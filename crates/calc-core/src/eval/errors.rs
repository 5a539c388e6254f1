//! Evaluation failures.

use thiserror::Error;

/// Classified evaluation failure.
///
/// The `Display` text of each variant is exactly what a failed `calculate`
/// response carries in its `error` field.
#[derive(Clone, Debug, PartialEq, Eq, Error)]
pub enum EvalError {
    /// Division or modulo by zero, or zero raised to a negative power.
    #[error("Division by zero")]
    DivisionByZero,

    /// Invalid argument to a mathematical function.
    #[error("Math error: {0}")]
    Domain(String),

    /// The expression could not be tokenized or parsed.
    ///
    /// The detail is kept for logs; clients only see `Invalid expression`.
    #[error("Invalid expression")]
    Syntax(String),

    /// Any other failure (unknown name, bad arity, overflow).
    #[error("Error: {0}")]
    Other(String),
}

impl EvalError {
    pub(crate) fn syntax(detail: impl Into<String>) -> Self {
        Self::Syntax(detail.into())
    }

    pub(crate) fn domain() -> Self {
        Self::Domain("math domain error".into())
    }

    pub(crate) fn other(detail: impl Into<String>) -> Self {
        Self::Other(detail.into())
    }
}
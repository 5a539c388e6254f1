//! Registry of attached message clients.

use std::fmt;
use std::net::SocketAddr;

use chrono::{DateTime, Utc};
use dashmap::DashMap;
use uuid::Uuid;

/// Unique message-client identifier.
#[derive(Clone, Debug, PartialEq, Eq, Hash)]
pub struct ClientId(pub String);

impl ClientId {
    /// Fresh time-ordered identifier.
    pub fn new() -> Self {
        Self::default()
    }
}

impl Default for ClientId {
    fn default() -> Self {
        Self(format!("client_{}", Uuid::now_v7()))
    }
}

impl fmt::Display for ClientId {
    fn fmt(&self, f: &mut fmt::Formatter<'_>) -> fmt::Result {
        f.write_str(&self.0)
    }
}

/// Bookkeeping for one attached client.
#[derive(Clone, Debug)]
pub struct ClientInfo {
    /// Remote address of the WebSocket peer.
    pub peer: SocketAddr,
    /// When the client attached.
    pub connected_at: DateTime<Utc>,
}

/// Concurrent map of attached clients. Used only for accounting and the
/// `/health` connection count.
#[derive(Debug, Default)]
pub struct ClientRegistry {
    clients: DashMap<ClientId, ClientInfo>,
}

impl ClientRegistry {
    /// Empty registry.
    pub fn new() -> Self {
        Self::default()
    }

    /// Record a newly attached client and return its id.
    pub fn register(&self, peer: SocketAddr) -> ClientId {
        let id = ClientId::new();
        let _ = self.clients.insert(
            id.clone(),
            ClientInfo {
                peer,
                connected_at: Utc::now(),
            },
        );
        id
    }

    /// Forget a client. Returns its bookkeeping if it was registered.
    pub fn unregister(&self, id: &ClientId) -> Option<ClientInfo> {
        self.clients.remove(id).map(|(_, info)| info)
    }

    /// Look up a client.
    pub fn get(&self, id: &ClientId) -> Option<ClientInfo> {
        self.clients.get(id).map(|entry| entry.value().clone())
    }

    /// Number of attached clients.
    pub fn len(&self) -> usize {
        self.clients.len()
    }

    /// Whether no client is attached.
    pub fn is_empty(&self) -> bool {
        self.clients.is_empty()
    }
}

------------------------------------------------------------------------

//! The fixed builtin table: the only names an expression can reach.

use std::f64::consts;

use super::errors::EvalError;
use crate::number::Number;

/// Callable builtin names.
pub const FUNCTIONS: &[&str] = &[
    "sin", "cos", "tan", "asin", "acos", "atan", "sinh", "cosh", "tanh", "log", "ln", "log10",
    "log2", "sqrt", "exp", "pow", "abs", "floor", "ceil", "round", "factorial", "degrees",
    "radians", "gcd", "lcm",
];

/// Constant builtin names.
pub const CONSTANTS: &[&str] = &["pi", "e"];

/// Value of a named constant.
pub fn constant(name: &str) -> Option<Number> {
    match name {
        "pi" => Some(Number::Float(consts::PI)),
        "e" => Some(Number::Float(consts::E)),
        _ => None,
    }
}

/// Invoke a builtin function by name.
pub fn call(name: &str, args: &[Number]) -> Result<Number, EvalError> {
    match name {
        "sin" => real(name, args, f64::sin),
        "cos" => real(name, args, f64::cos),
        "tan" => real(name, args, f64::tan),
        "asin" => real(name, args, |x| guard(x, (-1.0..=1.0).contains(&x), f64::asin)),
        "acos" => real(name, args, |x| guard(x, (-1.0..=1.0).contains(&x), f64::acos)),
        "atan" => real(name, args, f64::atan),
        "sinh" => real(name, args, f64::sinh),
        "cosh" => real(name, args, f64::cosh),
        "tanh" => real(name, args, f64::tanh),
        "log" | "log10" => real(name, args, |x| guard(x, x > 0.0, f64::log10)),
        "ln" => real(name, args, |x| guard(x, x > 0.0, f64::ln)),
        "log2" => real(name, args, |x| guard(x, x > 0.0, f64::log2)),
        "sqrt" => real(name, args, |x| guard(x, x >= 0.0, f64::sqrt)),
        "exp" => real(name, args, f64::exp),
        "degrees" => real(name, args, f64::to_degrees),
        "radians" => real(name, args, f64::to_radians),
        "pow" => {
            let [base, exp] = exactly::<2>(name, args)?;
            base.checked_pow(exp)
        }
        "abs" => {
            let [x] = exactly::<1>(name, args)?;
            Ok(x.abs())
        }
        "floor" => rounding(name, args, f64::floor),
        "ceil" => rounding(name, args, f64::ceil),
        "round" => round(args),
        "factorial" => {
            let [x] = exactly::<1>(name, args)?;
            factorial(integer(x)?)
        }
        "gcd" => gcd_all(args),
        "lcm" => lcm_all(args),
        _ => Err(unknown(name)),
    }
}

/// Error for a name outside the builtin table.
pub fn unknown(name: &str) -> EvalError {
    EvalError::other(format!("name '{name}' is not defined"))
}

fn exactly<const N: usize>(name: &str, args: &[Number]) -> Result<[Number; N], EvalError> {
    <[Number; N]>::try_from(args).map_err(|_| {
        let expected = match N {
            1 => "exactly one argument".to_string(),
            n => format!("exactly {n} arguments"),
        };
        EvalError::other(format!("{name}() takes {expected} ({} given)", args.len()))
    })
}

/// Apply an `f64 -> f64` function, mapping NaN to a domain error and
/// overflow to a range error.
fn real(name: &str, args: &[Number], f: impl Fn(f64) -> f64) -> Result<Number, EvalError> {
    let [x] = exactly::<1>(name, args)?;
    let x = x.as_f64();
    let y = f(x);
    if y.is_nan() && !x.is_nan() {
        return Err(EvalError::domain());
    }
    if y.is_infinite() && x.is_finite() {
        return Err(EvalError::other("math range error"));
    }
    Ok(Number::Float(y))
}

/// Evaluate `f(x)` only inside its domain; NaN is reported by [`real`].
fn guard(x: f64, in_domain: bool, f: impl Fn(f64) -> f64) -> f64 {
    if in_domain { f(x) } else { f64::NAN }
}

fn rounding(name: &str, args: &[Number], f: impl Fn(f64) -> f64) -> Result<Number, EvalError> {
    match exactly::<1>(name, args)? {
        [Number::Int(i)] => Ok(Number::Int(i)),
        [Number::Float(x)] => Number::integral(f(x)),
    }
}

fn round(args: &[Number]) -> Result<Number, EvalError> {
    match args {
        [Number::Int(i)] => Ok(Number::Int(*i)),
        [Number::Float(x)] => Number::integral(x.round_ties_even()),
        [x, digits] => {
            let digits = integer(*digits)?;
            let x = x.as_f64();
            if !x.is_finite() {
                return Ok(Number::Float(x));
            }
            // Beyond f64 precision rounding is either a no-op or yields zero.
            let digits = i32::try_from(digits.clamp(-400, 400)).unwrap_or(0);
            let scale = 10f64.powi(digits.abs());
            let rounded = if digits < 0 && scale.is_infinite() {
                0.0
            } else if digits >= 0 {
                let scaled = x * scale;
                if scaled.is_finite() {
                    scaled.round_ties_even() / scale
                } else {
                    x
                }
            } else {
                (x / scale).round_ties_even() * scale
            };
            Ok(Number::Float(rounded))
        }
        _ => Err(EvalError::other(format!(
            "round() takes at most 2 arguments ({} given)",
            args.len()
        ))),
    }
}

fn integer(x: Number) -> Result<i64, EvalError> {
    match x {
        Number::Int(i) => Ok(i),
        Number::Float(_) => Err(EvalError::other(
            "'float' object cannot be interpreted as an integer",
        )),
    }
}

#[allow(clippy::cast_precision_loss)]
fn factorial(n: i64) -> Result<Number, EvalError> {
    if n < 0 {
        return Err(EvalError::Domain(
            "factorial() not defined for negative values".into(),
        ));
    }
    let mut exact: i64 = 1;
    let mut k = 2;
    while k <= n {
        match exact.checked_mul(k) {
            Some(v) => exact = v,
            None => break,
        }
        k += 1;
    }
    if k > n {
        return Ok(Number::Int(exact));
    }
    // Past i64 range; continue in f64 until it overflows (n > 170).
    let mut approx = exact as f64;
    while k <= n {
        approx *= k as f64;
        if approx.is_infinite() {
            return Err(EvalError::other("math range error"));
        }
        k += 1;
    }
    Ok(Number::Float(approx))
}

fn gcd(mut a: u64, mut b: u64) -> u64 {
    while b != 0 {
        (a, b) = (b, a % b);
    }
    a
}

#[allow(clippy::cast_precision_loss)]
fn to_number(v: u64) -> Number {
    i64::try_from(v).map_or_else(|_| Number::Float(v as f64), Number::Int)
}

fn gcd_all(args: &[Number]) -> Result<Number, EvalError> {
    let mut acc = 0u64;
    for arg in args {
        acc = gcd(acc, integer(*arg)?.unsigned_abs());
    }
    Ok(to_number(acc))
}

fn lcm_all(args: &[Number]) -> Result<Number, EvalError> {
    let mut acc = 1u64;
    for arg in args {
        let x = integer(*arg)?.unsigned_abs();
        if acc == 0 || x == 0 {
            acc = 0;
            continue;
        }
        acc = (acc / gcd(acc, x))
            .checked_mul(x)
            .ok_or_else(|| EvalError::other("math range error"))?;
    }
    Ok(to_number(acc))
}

------------------------------------------------------------------------

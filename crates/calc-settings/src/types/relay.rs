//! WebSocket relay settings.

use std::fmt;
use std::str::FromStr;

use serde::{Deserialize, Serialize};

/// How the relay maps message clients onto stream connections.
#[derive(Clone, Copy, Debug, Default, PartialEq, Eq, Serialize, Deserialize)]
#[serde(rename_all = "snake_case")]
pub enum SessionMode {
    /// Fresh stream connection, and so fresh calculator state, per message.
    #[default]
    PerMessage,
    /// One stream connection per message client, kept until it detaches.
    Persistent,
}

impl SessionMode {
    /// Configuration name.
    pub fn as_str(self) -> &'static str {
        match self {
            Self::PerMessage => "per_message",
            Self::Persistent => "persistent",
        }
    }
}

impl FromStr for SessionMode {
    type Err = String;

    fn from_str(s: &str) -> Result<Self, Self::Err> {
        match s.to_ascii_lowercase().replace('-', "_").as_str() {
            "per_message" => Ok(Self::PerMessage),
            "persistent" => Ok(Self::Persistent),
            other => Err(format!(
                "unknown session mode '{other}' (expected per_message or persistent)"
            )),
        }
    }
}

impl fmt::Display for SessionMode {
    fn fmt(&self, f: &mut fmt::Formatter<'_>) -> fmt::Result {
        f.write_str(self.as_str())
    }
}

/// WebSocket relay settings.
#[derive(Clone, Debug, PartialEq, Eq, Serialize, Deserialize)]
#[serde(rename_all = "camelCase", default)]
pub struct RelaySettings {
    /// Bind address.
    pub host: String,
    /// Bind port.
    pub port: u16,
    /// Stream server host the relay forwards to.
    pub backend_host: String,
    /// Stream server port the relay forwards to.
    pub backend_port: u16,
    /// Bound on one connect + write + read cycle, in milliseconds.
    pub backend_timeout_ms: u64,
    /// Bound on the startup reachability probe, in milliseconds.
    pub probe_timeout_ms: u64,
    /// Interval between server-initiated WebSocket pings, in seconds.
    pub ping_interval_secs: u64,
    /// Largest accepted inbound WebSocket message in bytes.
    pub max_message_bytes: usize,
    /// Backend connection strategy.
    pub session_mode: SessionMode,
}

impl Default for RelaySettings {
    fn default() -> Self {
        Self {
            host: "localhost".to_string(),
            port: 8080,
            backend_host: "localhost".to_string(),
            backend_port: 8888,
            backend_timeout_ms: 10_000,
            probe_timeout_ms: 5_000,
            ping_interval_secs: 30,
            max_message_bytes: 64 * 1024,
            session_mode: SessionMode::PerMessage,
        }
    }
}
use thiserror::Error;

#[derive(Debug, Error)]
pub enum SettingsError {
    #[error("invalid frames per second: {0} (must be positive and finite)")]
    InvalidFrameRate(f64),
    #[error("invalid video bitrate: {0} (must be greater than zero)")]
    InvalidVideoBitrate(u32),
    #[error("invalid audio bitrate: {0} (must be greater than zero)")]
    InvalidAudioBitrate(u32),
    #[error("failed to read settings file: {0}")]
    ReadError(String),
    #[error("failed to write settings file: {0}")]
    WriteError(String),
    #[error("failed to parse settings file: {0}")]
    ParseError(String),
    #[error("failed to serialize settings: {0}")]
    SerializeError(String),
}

------------------------------------------------------------------------

**EXERCISE OBJECTIVE**
Find how many of the lines above have the word "names" in them. State only that number.

**RESPONSE BELOW**
3